Enforced detatchment from the club scene has doubtless played its part, too: as Bug himself says, "My mindset when making Never Ending Winding Roads was completely different to any other project I have embarked on. I didn’t have to tour, and instead could focus 100% on writing music without having the dancefloor as a constant influence." Don't get it twisted, though: that's not to say the tracks here aren't floor-friendly, it's just that you're talking more eyes wide shut at 4am than peaktime communal energy rush.
The album opens with Ludic Loops, a defiantly stripped-back drums-n-synths concoction that's followed by A Conscious Machine with its stuttered beats, proggy lead and ominous bass growl. As we move on through the album we're treated to a variety of flavours – deep house on Locked Away In My Head and The Awakening, electro on Electro Harmonix, melodic vibes on Mountains and (best of all, to these ears) dubwise stylings on Yellow Snake and Confidence Dub. Yet somehow it all hangs together remarkably coherently – an unexpected benefit, perhaps, of the album being produced in slightly constricted circumstances, with little scope for bringing in guests or flitting from studio to studio.

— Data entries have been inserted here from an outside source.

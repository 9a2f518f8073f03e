//! Bot policy for non-human seats.

pub mod policy;

pub use policy::{decide, BaseFirst, FirstLegal, MovePolicy, UniformRandom};
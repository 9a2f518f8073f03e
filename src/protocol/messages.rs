//! Wire messages.
//!
//! Two directions:
//! - `Intent`: what a client asks an authoritative host to do
//!   (`{"action":"roll"}`, `{"action":"selectMove","pawnId":"red-0"}`)
//! - `SyncMessage`: what the relay forwards to every other client
//!   (`dice_rolled`, `move_pawn`, `next_turn`)
//!
//! Seat and location fields stay raw integers on the wire; `decode`
//! range-checks them.

use serde::{Deserialize, Serialize};

use crate::core::{Action, Location, PawnId, PlayerId, ProtocolError, SEAT_COUNT};
use crate::events::GameEvent;

/// A client's request to an authoritative host.
#[derive(Clone, Copy, Debug, PartialEq, Eq, Serialize, Deserialize)]
#[serde(tag = "action", rename_all = "camelCase")]
pub enum Intent {
    Roll,
    #[serde(rename_all = "camelCase")]
    SelectMove { pawn_id: PawnId },
}

impl Intent {
    pub fn decode(json: &str) -> Result<Self, ProtocolError> {
        Ok(serde_json::from_str(json)?)
    }

    pub fn encode(&self) -> Result<String, ProtocolError> {
        Ok(serde_json::to_string(self)?)
    }
}

impl From<Intent> for Action {
    fn from(intent: Intent) -> Self {
        match intent {
            Intent::Roll => Action::Roll,
            Intent::SelectMove { pawn_id } => Action::SelectMove(pawn_id),
        }
    }
}

/// A state transition as relayed between clients.
#[derive(Clone, Copy, Debug, PartialEq, Eq, Serialize, Deserialize)]
#[serde(tag = "event", rename_all = "snake_case")]
pub enum SyncMessage {
    #[serde(rename_all = "camelCase")]
    DiceRolled { value: u8, player_index: u8 },
    #[serde(rename_all = "camelCase")]
    MovePawn {
        pawn_id: PawnId,
        final_location: i8,
        player_index: u8,
    },
    #[serde(rename_all = "camelCase")]
    NextTurn { next_index: u8 },
}

impl SyncMessage {
    /// Parse and range-check a relayed message.
    pub fn decode(json: &str) -> Result<Self, ProtocolError> {
        let message: SyncMessage = serde_json::from_str(json)?;
        message.seat()?;
        if let SyncMessage::MovePawn { final_location, .. } = message {
            Location::new(final_location).ok_or(ProtocolError::InvalidLocation(final_location))?;
        }
        Ok(message)
    }

    pub fn encode(&self) -> Result<String, ProtocolError> {
        Ok(serde_json::to_string(self)?)
    }

    /// The seat named by the message (the actor, or the next seat for `next_turn`).
    pub fn seat(&self) -> Result<PlayerId, ProtocolError> {
        let index = match *self {
            SyncMessage::DiceRolled { player_index, .. } | SyncMessage::MovePawn { player_index, .. } => player_index,
            SyncMessage::NextTurn { next_index } => next_index,
        };
        if (index as usize) < SEAT_COUNT {
            Ok(PlayerId(index))
        } else {
            Err(ProtocolError::UnknownSeat(index))
        }
    }

    /// The relay message for an engine event, if replicas need one.
    ///
    /// Captures, rankings and match over are not relayed: replicas derive
    /// them when they apply the move.
    #[must_use]
    pub fn from_event(event: &GameEvent) -> Option<Self> {
        match *event {
            GameEvent::DiceRolled { player, value, .. } => Some(SyncMessage::DiceRolled {
                value,
                player_index: player.0,
            }),
            GameEvent::PawnMoved { player, pawn, to, .. } => Some(SyncMessage::MovePawn {
                pawn_id: pawn,
                final_location: to.raw(),
                player_index: player.0,
            }),
            GameEvent::TurnAdvanced { to, .. } => Some(SyncMessage::NextTurn { next_index: to.0 }),
            _ => None,
        }
    }

    /// Relay messages for a batch of events, in order.
    #[must_use]
    pub fn from_events(events: &[GameEvent]) -> Vec<Self> {
        events.iter().filter_map(Self::from_event).collect()
    }
}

Or perhaps it's just because what all the tracks share is a very stripped-back sound palette, and when it comes to the doing more with less school of production – when it comes to teasing musicality, warmth and groove out of just a drum machine rhythm and a handful of keyboard sounds – there are few that can touch the man!
Never Ending Winding Roads isn't just an album that's been highly anticipated – it's also one that demands your attention now it's finally here. This isn't pop radio fodder, and unless you're fully tuned-in it can all start to wash over you a little too easily. But really sit and listen, you'll find yourself engaed from start to finish.